Lesson Plan: Biases in Quantity Estimation

LESSWRONG
is fundraising!
LW

Lesson Plan: Biases in Quantity Estimation — LessWrong

Pedagogic status: I’ve never executed this exact lesson plan, but I ran a workshop similar to this for a dozen friendly but non-technical adults a few years ago, and it seemed to go well. The content won’t be new to the average LessWronger, but I do present some novel ways to teach, practice, and think about these concepts.

Good afternoon, students. Today, we’ll be talking about biases relevant to forecasting, and some ways you can get around them.

Well, we’ll be talking. There are some weird voyeurs watching us from the past and/or future, for whom this is more of a reading/writing kind of deal: try to ignore their eerie gazes.

We’re going to be using a quiz to evaluate how over- or under-confident you are. This is a little different to the quizzes you’re used to, so I’ll take you through an example question before handing them out.

I could break the ice and keep up engagement by asking one of you to supply the question, but there’s a chicken-and-egg problem: I can’t easily-reliably-quickly get you to give me a question in the right shape without sharing an example first. So annoyingly, for most audiences, it’s probably best to just use a canned example.

The example question looks like this:

I’m 80% confident there are at least ____ species of Pokemon.

I’m 95% confident there are at least ____ species of Pokemon.

I’m 99% confident there are at least ____ species of Pokemon.

(By the way, the word ‘confident’ is being used here in a technical sense: if you’re something% confident, it means that you think there’s a something% chance your guess is right. In other words, if you made a hundred 99% confidence guesses, you’d expect – on average – that about one of them would turn out false.)

Why am I using these kinds of questions, instead of doing the typical ‘estimate-the-probability-of-this-binary-outcome’ thing? Partly it’s because I suspect that approach trains subtly flawed skills, in ways that make my mental model of Taleb recoil in horror: the Credence Calibration Test punishes you for assigning 99% weight to guesses, while in the real world there are plenty of situations where you need that level of certainty. But mostly it’s because I don’t expect a maybe-nontechnical audience to understand Brier Scores, but I do expect them to understand “if you got 20% of your 99%-confidence predictions wrong (or 100% of your 80%-confidence predictions right) you messed up somewhere”.

I’m a dirty cheater because I’ve looked up the answer, but pretending I’m not: for the 80% line, I vaguely remember hearing there were about 700 Pokemon, and that was a few years back, so there are probably more by now. I’m about 80% confident there are at least 700 Pokemon.

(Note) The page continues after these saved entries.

//! Store error types.

use thiserror::Error;

/// Store operation errors.
#[derive(Error, Debug)]
pub enum StoreError {
    /// I/O error during store access
    #[error("I/O error: {0}")]
    Io(String),

    /// Disk full error during a write
    #[error("Disk full: {0}")]
    DiskFull(String),

    /// Transient I/O error that may succeed on retry
    #[error("Transient I/O error: {0}")]
    TransientIo(String),

    /// Store file content is damaged or incomplete
    #[error("Store corruption detected: {0}")]
    Corrupt(String),

    /// Destination store file already exists
    #[error("Store file already exists at '{path}'")]
    AlreadyExists { path: String },

    /// Store file uses a format version this build cannot read
    #[error("Unsupported store format version {found} (expected {expected})")]
    UnsupportedFormat { found: u32, expected: u32 },

    /// Record frame encoding or decoding failed
    #[error("Serialization error: {0}")]
    Serialization(String),
}
//! Mapping resolution: custom artifact first, structural inference second.

use std::fs;
use std::path::PathBuf;

use crate::error::MigrationError;
use crate::schema::SchemaDefinition;

use super::{
    lossless_coercion, AttributeMapping, AttributeSource, EntityMapping, MappingSpecification,
};

/// Produces the transformation specification for one version pair.
///
/// A custom artifact at `<model_dir>/<src>-to-<dst>.mapping.json` always
/// wins over inference: authored intent overrides heuristics.
#[derive(Debug, Clone)]
pub struct MappingResolver {
    model_dir: PathBuf,
}

impl MappingResolver {
    pub fn new(model_dir: impl Into<PathBuf>) -> Self {
        Self {
            model_dir: model_dir.into(),
        }
    }

    /// Resolves a mapping from `source` to `destination`.
    ///
    /// Fails with [`MigrationError::NoMappingAvailable`] when no custom
    /// artifact exists and inference cannot produce a total, unambiguous
    /// specification.
    pub fn resolve(
        &self,
        source: &SchemaDefinition,
        destination: &SchemaDefinition,
    ) -> Result<MappingSpecification, MigrationError> {
        if let Some(custom) = self.load_custom(source, destination)? {
            tracing::debug!(
                "using custom mapping '{}' -> '{}'",
                source.version,
                destination.version
            );
            return Ok(custom);
        }

        match infer(source, destination) {
            Some(inferred) => {
                tracing::debug!(
                    "using inferred mapping '{}' -> '{}'",
                    source.version,
                    destination.version
                );
                Ok(inferred)
            }
            None => {
                tracing::error!(
                    "no custom mapping '{}' -> '{}' and inference is not total",
                    source.version,
                    destination.version
                );
                Err(MigrationError::NoMappingAvailable {
                    from_version: source.version.clone(),
                    destination: destination.version.clone(),
                })
            }
        }
    }

    /// Loads and validates the custom mapping artifact, if one exists.
    ///
    /// A present-but-invalid artifact is an error, never silently ignored
    /// in favor of inference.
    fn load_custom(
        &self,
        source: &SchemaDefinition,
        destination: &SchemaDefinition,
    ) -> Result<Option<MappingSpecification>, MigrationError> {
        let path = self.model_dir.join(format!(
            "{}-to-{}.mapping.json",
            source.version, destination.version
        ));
        if !path.exists() {
            return Ok(None);
        }

        let contents = fs::read_to_string(&path).map_err(|e| MigrationError::SchemaCorrupt {
            version: source.version.clone(),
            reason: format!("failed to read mapping {}: {}", path.display(), e),
        })?;

        let mapping: MappingSpecification =
            serde_json::from_str(&contents).map_err(|e| MigrationError::SchemaCorrupt {
                version: source.version.clone(),
                reason: format!("failed to parse mapping {}: {}", path.display(), e),
            })?;

        mapping
            .validate(source, destination)
            .map_err(|reason| MigrationError::SchemaCorrupt {
                version: source.version.clone(),
                reason: format!("invalid mapping {}: {}", path.display(), reason),
            })?;

        Ok(Some(mapping))
    }
}

/// Infers a mapping by aligning entities and attributes strictly by name.
///
/// Returns `None` when the result would not be total: a required
/// destination attribute with no same-name source, no lossless coercion,
/// no default, and no optionality means authored intent is needed.
fn infer(source: &SchemaDefinition, destination: &SchemaDefinition) -> Option<MappingSpecification> {
    let mut entities = Vec::new();

    for (name, dest_entity) in &destination.entities {
        let source_entity = source.entities.get(name);
        let mut attributes = Vec::new();

        for attr in &dest_entity.attributes {
            let source_attr = source_entity.and_then(|se| se.attribute(&attr.name));
            let mapped = match source_attr {
                Some(sa) if sa.ty == attr.ty => AttributeSource::Copy {
                    from: attr.name.clone(),
                },
                Some(sa) if lossless_coercion(&sa.ty, &attr.ty) => AttributeSource::Coerce {
                    from: attr.name.clone(),
                },
                // The attribute exists but its type changed with no rule to
                // bridge it; never guess.
                Some(_) => return None,
                None => {
                    if let Some(default) = &attr.default {
                        AttributeSource::Default {
                            value: default.clone(),
                        }
                    } else if attr.optional {
                        AttributeSource::Null
                    } else {
                        return None;
                    }
                }
            };
            attributes.push(AttributeMapping {
                destination: attr.name.clone(),
                source: mapped,
            });
        }

        entities.push(EntityMapping {
            source_entity: source_entity.map(|_| name.clone()),
            destination_entity: name.clone(),
            attributes,
        });
    }

    Some(MappingSpecification {
        source_version: source.version.clone(),
        destination_version: destination.version.clone(),
        entities,
    })
}
//! CLI tool for store schema migration.
//!
//! Checks whether a store needs migration to the latest declared schema
//! version and runs the migration, mirroring what an embedding
//! application's persistence layer does at startup.

use std::path::PathBuf;
use std::process::ExitCode;

use anyhow::Context;
use clap::{Parser, Subcommand};

use store_migrate::{Migrator, MigratorConfig};

/// Command-line arguments for the migration tool.
#[derive(Parser, Debug)]
#[command(author, version, about, long_about = None)]
struct Args {
    /// Path to the store file
    #[arg(long)]
    store: PathBuf,

    /// Directory holding schema and mapping artifacts
    #[arg(long)]
    models: PathBuf,

    /// Ordered schema version chain, oldest first
    #[arg(long, value_delimiter = ',', required = true)]
    versions: Vec<String>,

    /// Directory for intermediate migration stores (defaults to the system
    /// temp directory)
    #[arg(long)]
    temp_dir: Option<PathBuf>,

    #[command(subcommand)]
    command: Command,
}

#[derive(Subcommand, Debug)]
enum Command {
    /// Report whether the store needs migration to the latest version
    Check,
    /// Migrate the store to the latest version
    Migrate,
}

fn main() -> ExitCode {
    tracing_subscriber::fmt::init();

    match run(Args::parse()) {
        Ok(()) => ExitCode::SUCCESS,
        Err(error) => {
            tracing::error!("{:#}", error);
            ExitCode::FAILURE
        }
    }
}

fn run(args: Args) -> anyhow::Result<()> {
    let mut config = MigratorConfig::new(args.versions, &args.models);
    if let Some(temp_dir) = args.temp_dir {
        config.temp_dir = temp_dir;
    }

    let migrator = Migrator::new(config);
    let target = migrator.catalog().current().clone();

    match args.command {
        Command::Check => {
            let required = migrator
                .requires_migration(&args.store, &target)
                .context("failed to check store version")?;
            if required {
                println!(
                    "store at {} requires migration to version {}",
                    args.store.display(),
                    target
                );
            } else {
                println!("store at {} is up to date", args.store.display());
            }
        }
        Command::Migrate => {
            migrator
                .ensure_current(&args.store)
                .context("migration failed")?;
            println!(
                "store at {} is at version {}",
                args.store.display(),
                target
            );
        }
    }

    Ok(())
}
//! Schema artifact loading keyed by version.

use std::fs;
use std::path::PathBuf;

use crate::error::MigrationError;
use crate::version::SchemaVersion;

use super::SchemaDefinition;

/// Resolves version identifiers to fully loaded schema definitions.
///
/// Artifacts live at `<model_dir>/<version>.schema.json`. Loading is
/// read-only and idempotent; every call site goes through this one lookup.
#[derive(Debug, Clone)]
pub struct SchemaRegistry {
    model_dir: PathBuf,
}

impl SchemaRegistry {
    pub fn new(model_dir: impl Into<PathBuf>) -> Self {
        Self {
            model_dir: model_dir.into(),
        }
    }

    /// Loads the schema definition for `version`.
    pub fn load(&self, version: &SchemaVersion) -> Result<SchemaDefinition, MigrationError> {
        let path = self.model_dir.join(format!("{}.schema.json", version));
        if !path.exists() {
            tracing::error!(
                "no schema artifact for version '{}' at {}",
                version,
                path.display()
            );
            return Err(MigrationError::SchemaNotFound {
                version: version.clone(),
            });
        }

        let contents = fs::read_to_string(&path).map_err(|e| MigrationError::SchemaCorrupt {
            version: version.clone(),
            reason: format!("failed to read {}: {}", path.display(), e),
        })?;

        let definition: SchemaDefinition =
            serde_json::from_str(&contents).map_err(|e| MigrationError::SchemaCorrupt {
                version: version.clone(),
                reason: format!("failed to parse {}: {}", path.display(), e),
            })?;

        if definition.version != *version {
            return Err(MigrationError::SchemaCorrupt {
                version: version.clone(),
                reason: format!(
                    "artifact at {} declares version '{}'",
                    path.display(),
                    definition.version
                ),
            });
        }

        definition
            .validate()
            .map_err(|reason| MigrationError::SchemaCorrupt {
                version: version.clone(),
                reason,
            })?;

        Ok(definition)
    }
}
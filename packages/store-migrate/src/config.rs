//! Migration engine configuration.

use std::path::PathBuf;

use crate::version::SchemaVersion;

/// Migration engine configuration.
#[derive(Debug, Clone)]
pub struct MigratorConfig {
    /// Ordered schema version chain, oldest first
    pub versions: Vec<SchemaVersion>,
    /// Directory holding schema and mapping artifacts
    pub model_dir: PathBuf,
    /// Directory for intermediate migration stores
    pub temp_dir: PathBuf,
}

impl MigratorConfig {
    /// Creates a configuration with the system temp directory for
    /// intermediates.
    pub fn new<I>(versions: I, model_dir: impl Into<PathBuf>) -> Self
    where
        I: IntoIterator,
        I::Item: Into<SchemaVersion>,
    {
        Self {
            versions: versions.into_iter().map(Into::into).collect(),
            model_dir: model_dir.into(),
            temp_dir: std::env::temp_dir(),
        }
    }
}
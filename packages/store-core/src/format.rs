//! Store file format: header, record frames, and integrity trailer.
//!
//! A store file is a fixed header (magic, format version, metadata) followed
//! by a stream of length-prefixed record frames and a CRC32 trailer. The
//! write-ahead-log sidecar reuses the frame encoding with its own magic and
//! no trailer.

use std::io::{ErrorKind, Read, Write};

use crc32fast::Hasher;
use serde::{Deserialize, Serialize};

use crate::error::StoreError;
use crate::io_utils::classify_io_error;
use crate::metadata::StoreMetadata;
use crate::types::Record;

/// Magic number for store files: "RECSTOR" in ASCII
pub const STORE_MAGIC: [u8; 8] = *b"RECSTOR\x00";
/// Magic number for write-ahead-log sidecars: "RECWAL" in ASCII
pub const WAL_MAGIC: [u8; 8] = *b"RECWAL\x00\x00";
/// Current on-disk format version
pub const FORMAT_VERSION: u32 = 1;
/// Frame-length sentinel that marks the integrity trailer
pub const TRAILER_SENTINEL: u32 = u32::MAX;
/// Upper bound on a single frame, guards against corrupt length prefixes
pub const MAX_FRAME_LEN: u32 = 64 * 1024 * 1024;

/// One record of one entity as framed on disk.
#[derive(Debug, Clone, PartialEq, Serialize, Deserialize)]
pub struct RecordFrame {
    /// Entity the record belongs to
    pub entity: String,
    /// The record payload
    pub record: Record,
}

/// Item produced when walking a store body.
#[derive(Debug)]
pub enum BodyItem {
    /// A record frame
    Frame(RecordFrame),
    /// The integrity trailer with the stored body checksum
    Trailer { crc: u32 },
}

/// Writes the store header: magic, format version, and checksummed metadata.
pub fn write_store_header<W: Write>(
    writer: &mut W,
    metadata: &StoreMetadata,
) -> Result<(), StoreError> {
    let payload = bincode::serialize(metadata)
        .map_err(|e| StoreError::Serialization(format!("failed to encode store metadata: {}", e)))?;

    let mut hasher = Hasher::new();
    hasher.update(&payload);
    let crc = hasher.finalize();

    writer
        .write_all(&STORE_MAGIC)
        .and_then(|_| writer.write_all(&FORMAT_VERSION.to_le_bytes()))
        .and_then(|_| writer.write_all(&(payload.len() as u32).to_le_bytes()))
        .and_then(|_| writer.write_all(&crc.to_le_bytes()))
        .and_then(|_| writer.write_all(&payload))
        .map_err(|e| classify_io_error(e, "writing store header"))?;

    Ok(())
}

/// Reads and validates the store header, returning the metadata.
pub fn read_store_header<R: Read>(reader: &mut R) -> Result<StoreMetadata, StoreError> {
    let mut magic = [0u8; 8];
    reader
        .read_exact(&mut magic)
        .map_err(|e| classify_io_error(e, "reading store magic"))?;
    if magic != STORE_MAGIC {
        return Err(StoreError::Corrupt("bad store magic".to_string()));
    }

    let version = read_u32(reader, "reading store format version")?;
    if version != FORMAT_VERSION {
        return Err(StoreError::UnsupportedFormat {
            found: version,
            expected: FORMAT_VERSION,
        });
    }

    let len = read_u32(reader, "reading store metadata length")?;
    if len > MAX_FRAME_LEN {
        return Err(StoreError::Corrupt(format!(
            "metadata length {} exceeds limit {}",
            len, MAX_FRAME_LEN
        )));
    }
    let stored_crc = read_u32(reader, "reading store metadata checksum")?;

    let mut payload = vec![0u8; len as usize];
    reader
        .read_exact(&mut payload)
        .map_err(|e| classify_io_error(e, "reading store metadata"))?;

    let mut hasher = Hasher::new();
    hasher.update(&payload);
    let actual_crc = hasher.finalize();
    if actual_crc != stored_crc {
        return Err(StoreError::Corrupt(format!(
            "metadata checksum mismatch: expected {:08x}, got {:08x}",
            stored_crc, actual_crc
        )));
    }

    bincode::deserialize(&payload)
        .map_err(|e| StoreError::Serialization(format!("failed to decode store metadata: {}", e)))
}

/// Writes the write-ahead-log header: magic and format version.
pub fn write_wal_header<W: Write>(writer: &mut W) -> Result<(), StoreError> {
    writer
        .write_all(&WAL_MAGIC)
        .and_then(|_| writer.write_all(&FORMAT_VERSION.to_le_bytes()))
        .map_err(|e| classify_io_error(e, "writing write-ahead log header"))?;
    Ok(())
}

/// Reads and validates the write-ahead-log header.
pub fn read_wal_header<R: Read>(reader: &mut R) -> Result<(), StoreError> {
    let mut magic = [0u8; 8];
    reader
        .read_exact(&mut magic)
        .map_err(|e| classify_io_error(e, "reading write-ahead log magic"))?;
    if magic != WAL_MAGIC {
        return Err(StoreError::Corrupt("bad write-ahead log magic".to_string()));
    }

    let version = read_u32(reader, "reading write-ahead log format version")?;
    if version != FORMAT_VERSION {
        return Err(StoreError::UnsupportedFormat {
            found: version,
            expected: FORMAT_VERSION,
        });
    }

    Ok(())
}

/// Writes a single record frame, feeding the body hasher when present.
///
/// Store bodies hash every frame byte (length prefix included) for the
/// trailer; write-ahead logs carry no trailer and pass `None`.
pub fn write_frame<W: Write>(
    writer: &mut W,
    hasher: Option<&mut Hasher>,
    frame: &RecordFrame,
) -> Result<(), StoreError> {
    let payload = bincode::serialize(frame)
        .map_err(|e| StoreError::Serialization(format!("failed to encode record frame: {}", e)))?;
    if payload.len() as u64 > MAX_FRAME_LEN as u64 {
        return Err(StoreError::Serialization(format!(
            "record frame of {} bytes exceeds limit {}",
            payload.len(),
            MAX_FRAME_LEN
        )));
    }

    let len_bytes = (payload.len() as u32).to_le_bytes();
    writer
        .write_all(&len_bytes)
        .and_then(|_| writer.write_all(&payload))
        .map_err(|e| classify_io_error(e, "writing record frame"))?;

    if let Some(hasher) = hasher {
        hasher.update(&len_bytes);
        hasher.update(&payload);
    }

    Ok(())
}

/// Writes the integrity trailer: the sentinel and the body checksum.
pub fn write_trailer<W: Write>(writer: &mut W, hasher: &Hasher) -> Result<(), StoreError> {
    let crc = hasher.clone().finalize();
    writer
        .write_all(&TRAILER_SENTINEL.to_le_bytes())
        .and_then(|_| writer.write_all(&crc.to_le_bytes()))
        .map_err(|e| classify_io_error(e, "writing store trailer"))?;
    Ok(())
}

/// Reads the next body item: a record frame or the trailer.
///
/// A store body must end with a trailer; running out of bytes before one
/// is corruption, never a clean end.
pub fn read_body_item<R: Read>(reader: &mut R, hasher: &mut Hasher) -> Result<BodyItem, StoreError> {
    let len_bytes = match read_len_prefix(reader)? {
        Some(bytes) => bytes,
        None => {
            return Err(StoreError::Corrupt(
                "store body ends without integrity trailer".to_string(),
            ))
        }
    };

    let len = u32::from_le_bytes(len_bytes);
    if len == TRAILER_SENTINEL {
        let crc = read_u32(reader, "reading store trailer")?;
        return Ok(BodyItem::Trailer { crc });
    }

    let payload = read_payload(reader, len, "reading record frame")?;
    hasher.update(&len_bytes);
    hasher.update(&payload);

    let frame = bincode::deserialize(&payload)
        .map_err(|e| StoreError::Serialization(format!("failed to decode record frame: {}", e)))?;
    Ok(BodyItem::Frame(frame))
}

/// Reads the next write-ahead-log frame, or `None` at a clean end of file.
///
/// A partially written trailing frame is corruption: the log only holds
/// fully flushed writes.
pub fn read_wal_frame<R: Read>(reader: &mut R) -> Result<Option<RecordFrame>, StoreError> {
    let len_bytes = match read_len_prefix(reader)? {
        Some(bytes) => bytes,
        None => return Ok(None),
    };

    let len = u32::from_le_bytes(len_bytes);
    if len == TRAILER_SENTINEL {
        return Err(StoreError::Corrupt(
            "unexpected trailer in write-ahead log".to_string(),
        ));
    }

    let payload = read_payload(reader, len, "reading write-ahead log frame")?;
    let frame = bincode::deserialize(&payload).map_err(|e| {
        StoreError::Serialization(format!("failed to decode write-ahead log frame: {}", e))
    })?;
    Ok(Some(frame))
}

fn read_payload<R: Read>(reader: &mut R, len: u32, context: &str) -> Result<Vec<u8>, StoreError> {
    if len > MAX_FRAME_LEN {
        return Err(StoreError::Corrupt(format!(
            "frame length {} exceeds limit {}",
            len, MAX_FRAME_LEN
        )));
    }
    let mut payload = vec![0u8; len as usize];
    reader
        .read_exact(&mut payload)
        .map_err(|e| classify_io_error(e, context))?;
    Ok(payload)
}

fn read_u32<R: Read>(reader: &mut R, context: &str) -> Result<u32, StoreError> {
    let mut bytes = [0u8; 4];
    reader
        .read_exact(&mut bytes)
        .map_err(|e| classify_io_error(e, context))?;
    Ok(u32::from_le_bytes(bytes))
}

/// Reads a 4-byte length prefix, distinguishing a clean end of file
/// (`None`) from a truncated prefix (corruption).
fn read_len_prefix<R: Read>(reader: &mut R) -> Result<Option<[u8; 4]>, StoreError> {
    let mut buf = [0u8; 4];
    let mut filled = 0;
    while filled < 4 {
        match reader.read(&mut buf[filled..]) {
            Ok(0) => {
                if filled == 0 {
                    return Ok(None);
                }
                return Err(StoreError::Corrupt(
                    "truncated frame length prefix".to_string(),
                ));
            }
            Ok(n) => filled += n,
            Err(e) if e.kind() == ErrorKind::Interrupted => continue,
            Err(e) => return Err(classify_io_error(e, "reading frame length")),
        }
    }
    Ok(Some(buf))
}
//! Logical schema model: entities, attributes, and store fingerprints.

mod registry;

pub use registry::SchemaRegistry;

use std::collections::{BTreeMap, HashSet};

use serde::{Deserialize, Serialize};

use store_core::format::FORMAT_VERSION;
use store_core::{AttrType, AttributeStamp, StoreMetadata, Value};

use crate::version::SchemaVersion;

/// The logical shape of a store at one schema version.
///
/// Loaded from an external JSON artifact keyed by version name; immutable
/// once loaded. Relationships are attributes of type [`AttrType::Ref`].
#[derive(Debug, Clone, PartialEq, Serialize, Deserialize)]
pub struct SchemaDefinition {
    /// The version this definition describes
    pub version: SchemaVersion,
    /// Entity definitions keyed by entity name
    pub entities: BTreeMap<String, EntityDef>,
}

/// One entity of a schema.
#[derive(Debug, Clone, PartialEq, Serialize, Deserialize)]
pub struct EntityDef {
    /// Attribute definitions in declared order
    pub attributes: Vec<AttributeDef>,
}

/// One attribute of an entity.
#[derive(Debug, Clone, PartialEq, Serialize, Deserialize)]
pub struct AttributeDef {
    /// Attribute name
    pub name: String,
    /// Attribute type
    #[serde(rename = "type")]
    pub ty: AttrType,
    /// Whether the attribute may be absent
    #[serde(default)]
    pub optional: bool,
    /// Value filled in when a record carries none
    #[serde(default)]
    pub default: Option<Value>,
}

impl EntityDef {
    /// Looks up an attribute by name.
    pub fn attribute(&self, name: &str) -> Option<&AttributeDef> {
        self.attributes.iter().find(|a| a.name == name)
    }
}

impl SchemaDefinition {
    /// Computes the structural fingerprint a store at this version carries
    /// in its metadata header.
    pub fn stamp(&self) -> StoreMetadata {
        let entities = self
            .entities
            .iter()
            .map(|(name, entity)| {
                let stamps = entity
                    .attributes
                    .iter()
                    .map(|a| AttributeStamp {
                        name: a.name.clone(),
                        ty: a.ty.clone(),
                        optional: a.optional,
                    })
                    .collect();
                (name.clone(), stamps)
            })
            .collect();

        StoreMetadata {
            format_version: FORMAT_VERSION,
            entities,
        }
    }

    /// Returns true if a store with the given metadata conforms to this
    /// schema.
    pub fn is_compatible(&self, metadata: &StoreMetadata) -> bool {
        self.stamp() == *metadata
    }

    /// Validates structural integrity of the definition.
    pub fn validate(&self) -> Result<(), String> {
        for (entity_name, entity) in &self.entities {
            let mut seen = HashSet::new();
            for attr in &entity.attributes {
                if !seen.insert(&attr.name) {
                    return Err(format!(
                        "duplicate attribute '{}' in entity '{}'",
                        attr.name, entity_name
                    ));
                }

                if let AttrType::Ref { entity: target } = &attr.ty {
                    if !self.entities.contains_key(target) {
                        return Err(format!(
                            "attribute '{}' of entity '{}' references undeclared entity '{}'",
                            attr.name, entity_name, target
                        ));
                    }
                }

                if let Some(default) = &attr.default {
                    if !default.conforms_to(&attr.ty) {
                        return Err(format!(
                            "default for attribute '{}' of entity '{}' is {}, expected {}",
                            attr.name,
                            entity_name,
                            default.type_name(),
                            attr.ty
                        ));
                    }
                }
            }
        }

        Ok(())
    }
}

For the 95% line, I’m going to be a bit more cautious. I’m 95% sure there are at least 400 Pokemon.

For the 99% line, I’m going to be very careful. I know there were about 250 when I stopped playing, and I know they added some more since then, so I can feel very confident there are at least 300.

The answer, according to Wikipedia: there are 905 species of Pokemon. So, in that example, I got all my predictions ‘right’.

. . . except in the sense that the right answer is ‘0, because Pokemon are fake’.

However, that isn’t necessarily a good thing: if you get 100% of your 80%-confidence predictions ‘right’, that means you’re underconfident and need to be more daring with your guesses.

Okay, does everyone understand the idea?

Realistically I’m expecting most of you stay quiet even if you’re hopelessly lost but I’m hoping there’ll be at least one aggressively confused person who gives me an excuse to clarify for the whole class.

Great!

I hope I’m successfully obscuring how much your meekness disappoints me.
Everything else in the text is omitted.